技術領域

本發明涉及基因工程領域，具體涉及一種能夠篩選抗糖尿病藥物的細胞模型。

背景技術

藥物篩選模型是用于證明某種物質具有藥理活性(生物活性、治療作用)的實驗方法，是尋找和發現新藥物的重要條件之一。分子與細胞水平的藥物篩選模型具有材料用量少，藥物作用機制明確，可實現高通量篩選等特點，已經成為目前藥物篩選的主要方法。

糖尿病是一種以“三多一少”為典型特征的全身代謝紊亂性疾病。據估計，目前全世界糖尿病患者已達1.3億人，對于抗糖尿病藥物的需求十分迫切。而目前用于治療II型糖尿病的藥物均存在一定的副作用，因此目前急需更安全有效的藥物和治療方法。

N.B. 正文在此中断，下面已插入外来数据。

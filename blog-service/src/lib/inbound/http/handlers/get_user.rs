use axum::extract::Path;
use axum::extract::State;
use serde::Serialize;
use utoipa::ToSchema;

use super::ApiError;
use super::ApiSuccess;
use super::PageQuery;
use super::PostData;
use super::UserData;
use crate::domain::pagination::Pagination;
use crate::domain::user::models::UserId;
use crate::inbound::http::router::AppState;

/// Fetch a user together with a page of their posts.
#[utoipa::path(
    get,
    path = "/api/v1/users/{user_id}",
    tag = "Users",
    params(("user_id" = i64, Path, description = "User ID"), PageQuery),
    responses(
        (status = 200, description = "Successfully fetched users with post", body = UserWithPostsData),
        (status = 400, description = "Invalid user ID"),
        (status = 404, description = "User not found")
    )
)]
pub async fn get_user(
    State(state): State<AppState>,
    Path(user_id): Path<String>,
    query: PageQuery,
) -> Result<ApiSuccess<UserWithPostsData>, ApiError> {
    let user_id =
        UserId::from_string(&user_id).map_err(|e| ApiError::BadRequest(e.to_string()))?;
    let pagination = Pagination::from(query);

    let user = state.user_service.get_user(&user_id).await?;
    let posts = state
        .post_service
        .list_posts_by_author(&user.id, &pagination)
        .await?;

    Ok(ApiSuccess::ok(
        "Successfully fetched users with post",
        UserWithPostsData {
            user: (&user).into(),
            posts: posts.iter().map(PostData::from).collect(),
        },
    ))
}

#[derive(Debug, Clone, PartialEq, Eq, Serialize, ToSchema)]
pub struct UserWithPostsData {
    pub user: UserData,
    pub posts: Vec<PostData>,
}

胰島素信號轉導通路與II型糖尿病有著密切的聯系。胰島素先與細胞膜上的胰島素受體(IR)相結合。IR是一個跨膜糖蛋白，具有酪氨酸激酶活性。胰島素與IR結合后，激活其酪氨酸激酶活性，并將胰島素受體底物(IRS)磷酸化而激活從而引起細胞內的一系列生理反應。目前已經鑒定了IR的多種底物分子。信號轉導和轉錄激活物5b(signal?transducer?andactivator?of?transcription?5b，STAT5b)是最新被鑒定的IRS。STAT5b通過其SH2序列與IRβ亞基的960位酪氨酸相互作用，能被純化的胰島素受體酪氨酸激酶活性結構域磷酸化。胰島素能刺激IR高表達的細胞內源性STAT5b的酪氨酸磷酸化(Sawka-Verhelle，D.，Filloux，C.，et?al..Identification?of?STAT5B?as?asubstrate?of?the?insulinreceptor.Eur.[J]Biochem，1997，250：411～417)。另外，與其他已經發現的IRS不同，STAT5b是一轉錄激活因子，經胰島素受體酪氨酸激酶(IRTK)激活的STAT5b與核內具有STAT5響應元件的靶基因調控序列結合，從而激活靶基因的轉錄和表達(Stoecklin，E.，Wissler，M.，，et?al.Specific?DNA?binding?of?Stat5，but?not?of?glucocorticoidreceptor?is?required?for?their?functional?cooperation?in?the?regulation?of?genetranscription.[J]Mol.Cell.Biol.1997，17：6708～6716)。

胰島素是IR的天然激動劑。目前，所有I型糖尿病患者和口服糖尿病藥物不能控制血糖水平的II型糖尿病患者需要采用胰島素治療。但是，由于胰島素是一個多肽分子，口服會被消化而喪失活性，而依賴注射進行治療，給患者帶來很大的不便和痛苦。而且，長期使用胰島素可能導致體重增加，嚴重的胰島素抵抗等副作用。因此，尋找可以口服的非肽小分子胰島素受體酪氨酸激酶(IRTK)激動劑備受關注，但是一直沒有取得突破。

已有文獻報道中篩選IRTK激動劑的方法大多采用免疫化學檢測IR的磷酸水平，或部分分離IR體外檢測其激酶活性。這些方法費用較高，操作煩瑣、難以實現高通量篩選，本領域急需建立新的篩選方式。

發明內容

本發明所要解決的技術問題是提供一種能高通量篩選抗糖尿病藥物的細胞模型。

解決本發明技術問題的技術方案為：一種篩選抗糖尿病藥物的細胞模型，是克隆了IR基因的編碼序列、STAT5B基因的編碼序列、以及由STAT5B應答元件調控的報告基因的編碼序列的哺乳動物細胞。

其中，上述細胞模型中的IR基因的編碼序列、STAT5B基因的編碼序列和由STAT5B應答元件調控的的編碼序列均能穩定表達。

其中，上述細胞模型中的哺乳動物細胞為HepG2、293T、3T3-L1或CHO中的任一種。

其中，上述細胞模型中的STAT5B應答元件的序列為5’-TGTGGACTTCTTGGAATTAAGGGACTTTTG-3’。

進一步的，上述細胞模型中的報告基因由2-10個STAT5B應答元件串連或重復組成的DNA調控序列調控。

其中，上述細胞模型中報告基因為LUC基因、CAT基因或GFP基因中的任一種。

本發明還提供了一種制備上述篩選抗糖尿病藥物的細胞模型的方法，該方法包括以下步驟：

將哺乳動物細胞培養至對數生長期后，將分別裝載有IR基因的編碼序列、STAT5B基因的編碼序列、2～10個串聯的STAT5B應答元件DNA序列調控的報告基因編碼序列的表達載體共轉染哺乳動物細胞，經穩定篩選后得到本細胞模型。